▶ Task objective
Which of the lines below hold "SymbolInformation"? Please return each one.

▶ Information shown
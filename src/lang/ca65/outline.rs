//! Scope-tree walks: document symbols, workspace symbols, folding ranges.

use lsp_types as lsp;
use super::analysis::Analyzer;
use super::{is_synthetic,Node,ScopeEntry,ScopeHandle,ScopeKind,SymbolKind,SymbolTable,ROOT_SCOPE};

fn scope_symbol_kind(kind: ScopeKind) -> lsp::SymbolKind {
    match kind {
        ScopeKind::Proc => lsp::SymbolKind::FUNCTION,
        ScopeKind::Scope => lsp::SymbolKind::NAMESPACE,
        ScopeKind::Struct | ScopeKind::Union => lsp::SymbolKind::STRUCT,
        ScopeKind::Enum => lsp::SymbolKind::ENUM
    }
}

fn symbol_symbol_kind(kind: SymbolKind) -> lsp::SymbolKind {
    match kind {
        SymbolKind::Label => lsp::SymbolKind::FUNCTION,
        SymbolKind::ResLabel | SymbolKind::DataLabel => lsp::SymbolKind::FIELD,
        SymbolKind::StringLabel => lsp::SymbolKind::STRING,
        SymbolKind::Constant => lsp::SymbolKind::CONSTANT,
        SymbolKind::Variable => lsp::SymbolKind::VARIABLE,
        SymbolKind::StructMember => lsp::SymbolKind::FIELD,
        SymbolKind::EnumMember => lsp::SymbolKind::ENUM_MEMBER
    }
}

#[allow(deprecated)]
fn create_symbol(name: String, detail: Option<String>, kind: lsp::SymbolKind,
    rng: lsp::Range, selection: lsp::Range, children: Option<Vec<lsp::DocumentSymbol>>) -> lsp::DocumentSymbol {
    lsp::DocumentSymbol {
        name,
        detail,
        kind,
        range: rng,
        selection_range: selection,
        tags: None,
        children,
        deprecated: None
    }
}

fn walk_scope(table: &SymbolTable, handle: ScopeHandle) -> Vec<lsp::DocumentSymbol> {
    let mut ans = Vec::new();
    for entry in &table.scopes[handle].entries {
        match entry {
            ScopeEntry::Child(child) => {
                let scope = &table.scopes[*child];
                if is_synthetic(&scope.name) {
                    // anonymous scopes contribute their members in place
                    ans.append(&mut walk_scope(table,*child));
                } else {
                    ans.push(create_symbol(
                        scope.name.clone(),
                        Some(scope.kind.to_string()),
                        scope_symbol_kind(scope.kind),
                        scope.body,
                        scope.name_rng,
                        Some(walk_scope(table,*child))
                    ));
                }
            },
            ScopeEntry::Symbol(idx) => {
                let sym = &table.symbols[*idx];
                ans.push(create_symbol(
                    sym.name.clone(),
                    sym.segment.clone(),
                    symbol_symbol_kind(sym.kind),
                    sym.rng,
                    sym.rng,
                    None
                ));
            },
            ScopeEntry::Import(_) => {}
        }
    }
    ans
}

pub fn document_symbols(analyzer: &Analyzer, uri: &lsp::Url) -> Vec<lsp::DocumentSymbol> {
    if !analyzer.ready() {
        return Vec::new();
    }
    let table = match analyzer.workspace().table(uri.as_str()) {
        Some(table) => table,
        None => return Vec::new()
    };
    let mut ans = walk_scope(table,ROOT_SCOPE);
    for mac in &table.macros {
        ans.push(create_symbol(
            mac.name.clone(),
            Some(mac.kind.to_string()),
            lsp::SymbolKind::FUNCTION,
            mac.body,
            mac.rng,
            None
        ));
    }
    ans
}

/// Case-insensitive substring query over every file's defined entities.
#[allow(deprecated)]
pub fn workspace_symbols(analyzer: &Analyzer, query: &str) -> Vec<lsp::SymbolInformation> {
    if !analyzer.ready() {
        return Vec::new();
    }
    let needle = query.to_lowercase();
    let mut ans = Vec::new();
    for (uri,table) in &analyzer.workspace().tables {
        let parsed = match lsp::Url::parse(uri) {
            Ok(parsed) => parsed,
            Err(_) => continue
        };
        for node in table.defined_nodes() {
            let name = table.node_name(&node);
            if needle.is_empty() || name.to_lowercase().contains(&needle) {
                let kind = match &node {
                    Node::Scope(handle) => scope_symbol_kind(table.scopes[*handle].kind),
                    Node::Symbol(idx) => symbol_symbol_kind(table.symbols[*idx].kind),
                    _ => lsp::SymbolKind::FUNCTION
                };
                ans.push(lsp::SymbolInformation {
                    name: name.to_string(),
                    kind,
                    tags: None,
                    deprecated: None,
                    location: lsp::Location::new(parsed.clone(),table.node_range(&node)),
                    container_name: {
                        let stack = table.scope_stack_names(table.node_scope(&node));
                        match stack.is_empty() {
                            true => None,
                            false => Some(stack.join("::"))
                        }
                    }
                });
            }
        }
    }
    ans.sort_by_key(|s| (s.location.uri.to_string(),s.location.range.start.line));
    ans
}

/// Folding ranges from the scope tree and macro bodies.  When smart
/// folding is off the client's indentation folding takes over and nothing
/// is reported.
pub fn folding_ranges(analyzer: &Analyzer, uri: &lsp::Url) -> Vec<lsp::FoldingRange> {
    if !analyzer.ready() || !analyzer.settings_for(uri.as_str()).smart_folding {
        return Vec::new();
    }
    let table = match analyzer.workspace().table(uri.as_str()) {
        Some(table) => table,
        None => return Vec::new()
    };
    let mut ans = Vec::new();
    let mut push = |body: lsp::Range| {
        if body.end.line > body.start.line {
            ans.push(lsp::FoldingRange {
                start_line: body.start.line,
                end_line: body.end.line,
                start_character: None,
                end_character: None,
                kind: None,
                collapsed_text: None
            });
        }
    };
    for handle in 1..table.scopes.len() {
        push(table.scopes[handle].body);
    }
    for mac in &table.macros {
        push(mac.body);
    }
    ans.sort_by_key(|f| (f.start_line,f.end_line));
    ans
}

▶ Expected answer
pub fn workspace_symbols(analyzer: &Analyzer, query: &str) -> Vec<lsp::SymbolInformation> {
                ans.push(lsp::SymbolInformation {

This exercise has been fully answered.